Comment innover avec le Design Thinking ?
Le design thinking est une approche qui met le client au centre de la démarche d’innovation. Ce concept généralement traduit littéralement par "la pensée design" devrait plutôt être traduit par "penser comme un designer" ! Découvrez ici les différentes étapes du design thinking et les outils qui vous permettront de donner vie à vos démarches d’innovation.
Qu’est-ce que le Design Thinking ?
Le concept de design thinking a été théorisé pour la première fois par Tim Brown en 2008 dans un article de la prestigieuse Harvard Businnes Review. Tim Brown dirigeait alors l’agence de design Ideo. En observant la façon dont les designers interagissaient avec les clients et comment ils créaient à partir de ces interactions, il lui est venu l’intuition que cette démarche de création et d’innovation pouvait être rendue universelle.

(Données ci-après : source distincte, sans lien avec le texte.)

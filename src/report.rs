use crate::calculations::attendance::AttendanceLedger;
use crate::calculations::forecast::Forecast;
use crate::schedule::{CourseProgress, DayEntry, DaySchedule, WeekSchedule};
use crate::task::Task;
use chrono::{Datelike, NaiveDate};
use polars::prelude::PlSmallStr;
use polars::prelude::*;

// 1970-01-01 counted from 0001-01-01 as day 1.
const UNIX_EPOCH_DAYS_FROM_CE: i32 = 719_163;

fn date_to_i32(date: NaiveDate) -> i32 {
    date.num_days_from_ce() - UNIX_EPOCH_DAYS_FROM_CE
}

fn date_series(name: &'static str, dates: Vec<Option<i32>>) -> PolarsResult<Column> {
    Ok(Series::new(PlSmallStr::from_static(name), dates)
        .cast(&DataType::Date)?
        .into_column())
}

fn task_ids_label(task_ids: &[i32]) -> String {
    task_ids
        .iter()
        .map(ToString::to_string)
        .collect::<Vec<_>>()
        .join(",")
}

fn entry_task_ids(entry: &DayEntry) -> String {
    match entry {
        DayEntry::Coursework { task_ids } => task_ids_label(task_ids),
        DayEntry::Due { task_id } => task_id.to_string(),
        _ => String::new(),
    }
}

/// One row per task: id, description, status and resolved date.
pub fn forecast_frame(forecast: &Forecast, tasks: &[Task]) -> PolarsResult<DataFrame> {
    let mut ids = Vec::with_capacity(forecast.len());
    let mut descriptions = Vec::with_capacity(forecast.len());
    let mut statuses = Vec::with_capacity(forecast.len());
    let mut dates = Vec::with_capacity(forecast.len());
    for item in forecast.iter() {
        ids.push(item.task_id);
        descriptions.push(
            tasks
                .iter()
                .find(|task| task.id == item.task_id)
                .map(|task| task.description.as_str())
                .unwrap_or(""),
        );
        statuses.push(item.placement.as_str());
        dates.push(item.placement.date().map(date_to_i32));
    }

    DataFrame::new(vec![
        Series::new(PlSmallStr::from_static("task_id"), ids).into_column(),
        Series::new(PlSmallStr::from_static("description"), descriptions).into_column(),
        Series::new(PlSmallStr::from_static("status"), statuses).into_column(),
        date_series("date", dates)?,
    ])
}

pub fn attendance_frame(ledger: &AttendanceLedger) -> PolarsResult<DataFrame> {
    let dates: Vec<Option<i32>> = ledger
        .entries
        .iter()
        .map(|entry| Some(date_to_i32(entry.date)))
        .collect();
    let school_days: Vec<bool> = ledger.entries.iter().map(|e| e.is_school_day).collect();
    let breaks: Vec<bool> = ledger.entries.iter().map(|e| e.is_break).collect();
    let attended: Vec<bool> = ledger.entries.iter().map(|e| e.attended).collect();

    DataFrame::new(vec![
        date_series("date", dates)?,
        Series::new(PlSmallStr::from_static("is_school_day"), school_days).into_column(),
        Series::new(PlSmallStr::from_static("is_break"), breaks).into_column(),
        Series::new(PlSmallStr::from_static("attended"), attended).into_column(),
    ])
}

pub fn day_frame(schedule: &DaySchedule) -> PolarsResult<DataFrame> {
    let course_ids: Vec<i32> = schedule.courses.iter().map(|c| c.course_id).collect();
    let entries: Vec<&str> = schedule.courses.iter().map(|c| c.entry.as_str()).collect();
    let task_ids: Vec<String> = schedule
        .courses
        .iter()
        .map(|c| entry_task_ids(&c.entry))
        .collect();

    DataFrame::new(vec![
        Series::new(PlSmallStr::from_static("course_id"), course_ids).into_column(),
        Series::new(PlSmallStr::from_static("entry"), entries).into_column(),
        Series::new(PlSmallStr::from_static("task_ids"), task_ids).into_column(),
    ])
}

/// Long format: one row per course and day of the week.
pub fn week_frame(schedule: &WeekSchedule) -> PolarsResult<DataFrame> {
    let mut course_ids = Vec::new();
    let mut dates = Vec::new();
    let mut entries = Vec::new();
    let mut task_ids = Vec::new();
    for course in &schedule.courses {
        for day in &course.days {
            course_ids.push(course.course_id);
            dates.push(Some(date_to_i32(day.date)));
            entries.push(day.entry.as_str());
            task_ids.push(entry_task_ids(&day.entry));
        }
    }

    DataFrame::new(vec![
        Series::new(PlSmallStr::from_static("course_id"), course_ids).into_column(),
        date_series("date", dates)?,
        Series::new(PlSmallStr::from_static("entry"), entries).into_column(),
        Series::new(PlSmallStr::from_static("task_ids"), task_ids).into_column(),
    ])
}

pub fn progress_frame(progress: &[CourseProgress]) -> PolarsResult<DataFrame> {
    let course_ids: Vec<i32> = progress.iter().map(|p| p.course_id).collect();
    let totals: Vec<i64> = progress.iter().map(|p| p.total_tasks as i64).collect();
    let completed: Vec<i64> = progress.iter().map(|p| p.completed_tasks as i64).collect();
    let graded: Vec<i64> = progress.iter().map(|p| p.graded_tasks as i64).collect();
    let percent: Vec<f64> = progress.iter().map(|p| p.percent_complete).collect();
    let finish: Vec<Option<i32>> = progress
        .iter()
        .map(|p| p.projected_finish.map(date_to_i32))
        .collect();

    DataFrame::new(vec![
        Series::new(PlSmallStr::from_static("course_id"), course_ids).into_column(),
        Series::new(PlSmallStr::from_static("total_tasks"), totals).into_column(),
        Series::new(PlSmallStr::from_static("completed_tasks"), completed).into_column(),
        Series::new(PlSmallStr::from_static("graded_tasks"), graded).into_column(),
        Series::new(PlSmallStr::from_static("percent_complete"), percent).into_column(),
        date_series("projected_finish", finish)?,
    ])
}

Tim Brown définit le design thinking comme : « une discipline qui utilise la sensibilité et les méthodes du designer pour faire correspondre les besoins des personnes avec ce qui est technologiquement faisable et qui peut être transformé en valeur pour le client et en opportunité de marché ».
Le design thinking a donc pour ambition de développer un nouveau concept qui soit désirable par les clients, faisable technologiquement et viable économiquement. Le design thinking s’applique aussi bien à la création d’un nouveau produit que d’un nouveau service.
Les 5 étapes de la démarche Design Thinking
Le design thinking est une démarche itérative qui comprend 5 étapes qui peuvent être répétées autant de fois que nécessaire. De ce fait le design thinking est très proche de la philosophie des méthodes agiles ou de la méthode Lean Start-up.
1. Faire de l’empathie client
Cette étape consiste à se mettre à la place du client, l’observer, comprendre ses aspirations. Observer comment il interagit avec son environnement pour comprendre les significations cachées de ses actes, ses croyances et ses valeurs.
2. Définir le besoin du client
Ici, il s’agit de formuler, formaliser, synthétiser et traduire les besoins du client en challenge inspirant, compréhensible par les équipes. Le besoin est traduit en question du type "Comment faire pour ? "
3. Créativité
L’idée est de proposer beaucoup d’idées originales répondant aux besoins. Trier et sélectionner les idées les plus créatrices de valeur.
4. Prototyper
Vient le moment de concrétiser les idées à travers des prototypes. Enrichir les idées. Explorer et creuser les solutions techniques permettant de mettre les idées en œuvre. Faire réagir le client sur des éléments concrets.
5. Tester
Ici, il s’agit de mettre en place un programme de tests impliquant les clients.
- Faire réagir le client.
- Améliorer les prototypes.
- Ajuster la compréhension du besoin.
Design Thinking : les outils pour chacune des phases
Initialement la démarche de Tim Brown n’intégrait pas d’outils spécifiques. Toutefois, les nombreux acteurs qui ont adopté le design thinking ont créé, ou adapté des outils existants aux différentes étapes de la démarche.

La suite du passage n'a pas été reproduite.